### Extracted material:

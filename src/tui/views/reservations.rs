// Reservations view
//
// Reservation listing for the selected restaurant. Enter opens the editor
// for status, time, party size and request note; `x` deletes outright.

use crate::api::models::{Reservation, ReservationStatus};
use crate::tui::app::App;
use crate::tui::components;
use crate::tui::theme::Theme;
use crate::util::pad_to_width;
use ratatui::{
    layout::{Constraint, Direction, Layout, Rect},
    style::{Modifier, Style},
    text::{Line, Span},
    widgets::{Block, Borders, List, ListItem, Paragraph},
    Frame,
};

pub fn render(f: &mut Frame, area: Rect, app: &App) {
    if app.handoff.get().is_none() {
        super::render_needs_selection(f, area, app, "reservations");
        return;
    }

    let chunks = Layout::default()
        .direction(Direction::Vertical)
        .constraints([
            Constraint::Length(1),
            Constraint::Min(3),
            Constraint::Length(1),
        ])
        .split(area);

    super::render_restaurant_header(f, chunks[0], app);
    render_list(f, chunks[1], app);
    components::render_pagination(f, chunks[2], &app.reservations.pagination, &app.theme);
}

/// Status color: settled states green, in-flight states yellow, dead
/// states red
pub(super) fn status_color(status: ReservationStatus, theme: &Theme) -> ratatui::style::Color {
    match status {
        ReservationStatus::Confirmed | ReservationStatus::Complete => theme.ok,
        ReservationStatus::Pending
        | ReservationStatus::Reserving
        | ReservationStatus::CancelRequest => theme.warn,
        ReservationStatus::Cancelled | ReservationStatus::NoShow => theme.danger,
    }
}

fn render_list(f: &mut Frame, area: Rect, app: &App) {
    let block = Block::default()
        .borders(Borders::ALL)
        .border_type(app.theme.border_type)
        .border_style(Style::default().fg(app.theme.border))
        .title(" Reservations ")
        .title_bottom(Line::from(" ↵ edit │ x delete │ ←→ page │ [ ] group ").centered());

    let inner = block.inner(area);
    f.render_widget(block, area);
    if inner.height < 2 {
        return;
    }

    let header_area = Rect::new(inner.x, inner.y, inner.width, 1);
    let rows_area = Rect::new(inner.x, inner.y + 1, inner.width, inner.height - 1);

    let header = format!(
        " {} {} {} {} {} {}",
        pad_to_width("ID", 6),
        pad_to_width("GUEST", 14),
        pad_to_width("TIME", 12),
        pad_to_width("PPL", 4),
        pad_to_width("STATUS", 16),
        "REQUEST"
    );
    f.render_widget(
        Paragraph::new(header).style(
            Style::default()
                .fg(app.theme.muted)
                .add_modifier(Modifier::BOLD),
        ),
        header_area,
    );

    if app.reservations.rows.is_empty() {
        super::render_list_placeholder(
            f,
            rows_area,
            app,
            app.reservations.loading,
            "No reservations for this restaurant",
        );
        return;
    }

    let height = rows_area.height as usize;
    let offset = if app.reservations.cursor >= height {
        app.reservations.cursor + 1 - height
    } else {
        0
    };

    let items: Vec<ListItem> = app
        .reservations
        .rows
        .iter()
        .enumerate()
        .skip(offset)
        .take(height)
        .map(|(i, reservation)| row_item(reservation, app, i == app.reservations.cursor))
        .collect();

    f.render_widget(List::new(items), rows_area);
}

fn row_item<'a>(reservation: &Reservation, app: &App, selected: bool) -> ListItem<'a> {
    let id = pad_to_width(&format!("#{}", reservation.reservation_id), 6);
    // the guest account can be gone while its reservation lingers
    let guest = match &reservation.user {
        Some(user) => pad_to_width(&user.name, 14),
        None => pad_to_width("N/A", 14),
    };
    let time = pad_to_width(
        &reservation.reservation_time.format("%m-%d %H:%M").to_string(),
        12,
    );
    let people = pad_to_width(&reservation.number_of_people.to_string(), 4);
    let status = pad_to_width(reservation.status.label(), 16);

    if selected {
        return ListItem::new(format!(
            " {} {} {} {} {} {}",
            id, guest, time, people, status, reservation.request
        ))
        .style(
            Style::default()
                .fg(app.theme.selection_fg)
                .bg(app.theme.selection)
                .add_modifier(Modifier::BOLD),
        );
    }

    ListItem::new(Line::from(vec![
        Span::raw(" "),
        Span::styled(id, Style::default().fg(app.theme.muted)),
        Span::raw(" "),
        Span::styled(guest, Style::default().fg(app.theme.foreground)),
        Span::raw(" "),
        Span::styled(time, Style::default().fg(app.theme.info)),
        Span::raw(" "),
        Span::styled(people, Style::default().fg(app.theme.foreground)),
        Span::raw(" "),
        Span::styled(
            status,
            Style::default().fg(status_color(reservation.status, &app.theme)),
        ),
        Span::raw(" "),
        Span::styled(reservation.request.clone(), Style::default().fg(app.theme.muted)),
    ]))
}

### Problem description:
In the entries above, identify each line that includes the string "chunks", then copy it.

### Result below:
    let chunks = Layout::default()
    super::render_restaurant_header(f, chunks[0], app);
    render_list(f, chunks[1], app);
    components::render_pagination(f, chunks[2], &app.reservations.pagination, &app.theme);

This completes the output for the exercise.